La Grèce et la Turquie intensifient leurs efforts de rapprochement, avec la visite du Premier ministre Kyriakos Mitsotakis en Turquie lundi pour des entretiens avec le président Recep Tayyip Erdogan. Ce voyage s'inscrit dans le cadre d'une tentative de détente après des années de tensions centrées sur des conflits territoriaux en mer Égée.
La réunion de lundi fait suite à la visite d'Erdogan à Athènes en décembre dernier, qui s'inscrivait également dans le cadre d'efforts mutuels visant à rapprocher les deux pays.
« Je pense que c'est l'un des moyens par lesquels la Turquie et la Grèce pourraient donner un nouvel élan à la diplomatie qui a commencé », a déclaré Berkay Mandiraci, analyste principal sur la Turquie pour l'International Crisis Group.
« Ils sont en fait engagés dans une diplomatie assez intense sur différents fronts depuis plus d'un an maintenant. »
Les conflits territoriaux autour de la mer Égée, censée contenir de vastes réserves énergétiques, ont par le passé amené les voisins au bord de la guerre.
Le soutien des deux pays à des camps rivaux autour de l’île divisée de Chypre a également contrecarré les efforts de rapprochement antérieurs.
Problèmes de contournement
Erdogan et Mitsotakis devraient éviter les sujets controversés et adopter une approche étape par étape dans les domaines de collaboration.
Les mesures de confiance en discussion comprennent l'augmentation des échanges commerciaux, la poursuite du développement d'une route récemment élargie à la frontière entre la Turquie et la Grèce et l'assurance de voyages sans visa pour les citoyens turcs vers les îles orientales de la mer Égée.
« Je pense qu'ils sont tous importants en termes de contacts entre les peuples, d'instauration de la confiance, d'augmentation des échanges commerciaux et également d'amélioration de la connectivité et de la coopération énergétique », a déclaré Mandiraci.
« J'espère que cela conduira à l'ouverture d'un nouveau cycle de négociations sur le différend égéen ».
Les conflits à Gaza et en Ukraine semblent constituer une incitation supplémentaire à améliorer les relations, les analystes affirmant que les deux dirigeants se rendent compte que les tensions bilatérales ne feront qu'exacerber l'instabilité régionale.
« Regardez ce qui se passe en Israël, à Gaza et l'invasion de l'Ukraine par la Russie. Les deux parties veulent limiter leur exposition aux risques étrangers », a déclaré le politologue Ioannis Grigoriadis de l'université Bilkent d'Ankara.
« Les relations gréco-turques ont traversé une période très difficile jusqu'il y a cinq ans, mais depuis les tremblements de terre qui ont frappé le sud-est et le sud de la Turquie, les deux parties ont déclaré leur volonté de réduire les tensions. »

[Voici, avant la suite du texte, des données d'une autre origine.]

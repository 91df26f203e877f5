//! In-process event bus for consultation lifecycle events.
//!
//! A process-wide topic→subscribers registry with synchronous fan-out:
//! every registered handler runs in registration order on the publisher's
//! thread. The bus is ambient observability - the core never depends on
//! subscriber behaviour for correctness, and handlers must not panic.
//! Subscribers must not retain event references beyond the call.

use serde_json::Value;
use std::collections::HashMap;
use std::sync::{Arc, OnceLock, RwLock};

/// Topics published by the consultation core.
pub mod topics {
    pub const CONSULTATION_STARTED: &str = "consultation:started";
    pub const COST_ESTIMATED: &str = "consultation:cost_estimated";
    pub const USER_CONSENT: &str = "consultation:user_consent";
    pub const ROUND_ARTIFACT: &str = "consultation:round_artifact";
    pub const ROUND_COMPLETED: &str = "round:completed";
    pub const AGENT_THINKING: &str = "agent:thinking";
    pub const AGENT_COMPLETED: &str = "agent:completed";
    pub const PROVIDER_SUBSTITUTED: &str = "consultation:provider_substituted";
    pub const CONSULTATION_COMPLETED: &str = "consultation:completed";
    pub const CONSULTATION_ABORTED: &str = "consultation:aborted";
}

/// An event delivered to subscribers. Every event carries at minimum the
/// consultation id.
#[derive(Debug, Clone)]
pub struct ConsultEvent {
    pub consultation_id: String,
    pub payload: Value,
}

impl ConsultEvent {
    pub fn new(consultation_id: impl Into<String>, payload: Value) -> Self {
        Self {
            consultation_id: consultation_id.into(),
            payload,
        }
    }
}

type Handler = Arc<dyn Fn(&ConsultEvent) + Send + Sync>;

/// Topic→subscribers registry.
///
/// Created lazily on first [`EventBus::global`], never destroyed.
/// Subscribers may run concurrently on different orchestrators' threads
/// and must themselves be thread-safe.
pub struct EventBus {
    listeners: RwLock<HashMap<String, Vec<Handler>>>,
}

static GLOBAL: OnceLock<EventBus> = OnceLock::new();

impl EventBus {
    fn new() -> Self {
        Self {
            listeners: RwLock::new(HashMap::new()),
        }
    }

    /// The process-wide instance.
    pub fn global() -> &'static EventBus {
        GLOBAL.get_or_init(EventBus::new)
    }

    /// Register a handler for a topic. Handlers fire in registration order.
    pub fn subscribe(&self, topic: &str, handler: Handler) {
        self.listeners
            .write()
            .expect("event bus lock poisoned")
            .entry(topic.to_string())
            .or_default()
            .push(handler);
    }

    /// Deliver an event to every subscriber of `topic`, synchronously, on
    /// the caller's thread.
    pub fn emit(&self, topic: &str, event: &ConsultEvent) {
        // Clone the handler list so emit never holds the lock while
        // running subscriber code.
        let handlers: Vec<Handler> = {
            let listeners = self.listeners.read().expect("event bus lock poisoned");
            match listeners.get(topic) {
                Some(list) => list.clone(),
                None => return,
            }
        };
        for handler in handlers {
            handler(event);
        }
    }

    /// Number of subscribers on a topic.
    pub fn subscriber_count(&self, topic: &str) -> usize {
        self.listeners
            .read()
            .expect("event bus lock poisoned")
            .get(topic)
            .map(|v| v.len())
            .unwrap_or(0)
    }
}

La Grèce n'a pas tardé à aider la Turquie après les tremblements de terre de l'année dernière. Mais à moins que les conflits territoriaux autour de la mer Égée ne soient résolus, le rapprochement est considéré comme vulnérable – notamment parce que les deux armées se réarment.
Terrain d'entente
« Tant qu'ils ne s'attaquent pas au conflit de la mer Égée et qu'ils ne prennent pas le taureau par les cornes, les choses iront comme un pendule, d'avant en arrière », a déclaré Alexis Heraclides, de l'université Panteion d'Athènes.
« Les relations gréco-turques dans cette région sont les plus compliquées. Je ne dis pas qu'il leur est impossible de ne pas faire demi-tour et de revenir à la position par défaut de confrontation et d'accusations acrimonieuses mutuelles. »
Mais il y a lieu d’être optimiste étant donné qu’Erdogan et Mitsotakis ont renouvelé leur mandat électoral l’année dernière.
« Les deux dirigeants sont très forts au niveau national et cela les rend moins désireux d'écouter le genre de voix nationalistes qui existent dans les deux pays et qui sont plus à l'aise avec une attitude plus agressive », a déclaré Grigoriadis.